----- GIVEN DATA

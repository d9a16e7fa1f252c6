use utoipa::openapi::security::{ApiKey, ApiKeyValue, Http, HttpAuthScheme, SecurityScheme};
use utoipa::{Modify, OpenApi};
use utoipa_swagger_ui::SwaggerUi;

use crate::errors::ErrorResponse;
use crate::handlers::orders;

struct SecurityAddon;

impl Modify for SecurityAddon {
    fn modify(&self, openapi: &mut utoipa::openapi::OpenApi) {
        if let Some(components) = openapi.components.as_mut() {
            components.add_security_scheme(
                "bearer_auth",
                SecurityScheme::Http(Http::new(HttpAuthScheme::Bearer)),
            );
            components.add_security_scheme(
                "cookie_auth",
                SecurityScheme::ApiKey(ApiKey::Cookie(ApiKeyValue::new(crate::auth::TOKEN_COOKIE))),
            );
        }
    }
}

#[derive(OpenApi)]
#[openapi(
    paths(
        orders::create_order,
        orders::list_orders,
        orders::my_orders,
        orders::create_payment_intent,
        orders::verify_payment,
        orders::get_order,
        orders::update_status,
    ),
    components(schemas(
        orders::CreateOrderItemRequest,
        orders::CreateOrderRequest,
        orders::CreateOrderResponse,
        orders::CreatePaymentIntentRequest,
        orders::VerifyPaymentRequest,
        orders::VerifyPaymentResponse,
        orders::UpdateStatusRequest,
        orders::MessageResponse,
        orders::OrderItemResponse,
        orders::OrderResponse,
        orders::OrderSummaryResponse,
        orders::ListOrdersResponse,
        ErrorResponse,
    )),
    modifiers(&SecurityAddon),
    security(("cookie_auth" = []), ("bearer_auth" = [])),
    tags(
        (name = "orders", description = "Order placement and fulfillment"),
        (name = "payments", description = "Razorpay checkout"),
    )
)]
pub struct ApiDoc;

pub fn swagger_ui() -> SwaggerUi {
    SwaggerUi::new("/swagger-ui/{_:.*}").url("/api-docs/openapi.json", ApiDoc::openapi())
}

#[cfg(test)]
mod tests {
    use super::*;

    #[test]
    fn every_route_is_documented() {
        let doc = ApiDoc::openapi();
        for path in [
            "/api/orders",
            "/api/orders/my-orders",
            "/api/orders/create-order",
            "/api/orders/verify-payment",
            "/api/orders/{id}",
            "/api/orders/{id}/status",
        ] {
            assert!(doc.paths.paths.contains_key(path), "{path} missing");
        }
    }
}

----------

WORK INSTRUCTIONS
Whenever a line of the data above includes the word "ApiKeyValue", copy that line.

SOLVED EXERCISE
use utoipa::openapi::security::{ApiKey, ApiKeyValue, Http, HttpAuthScheme, SecurityScheme};
                SecurityScheme::ApiKey(ApiKey::Cookie(ApiKeyValue::new(crate::auth::TOKEN_COOKIE))),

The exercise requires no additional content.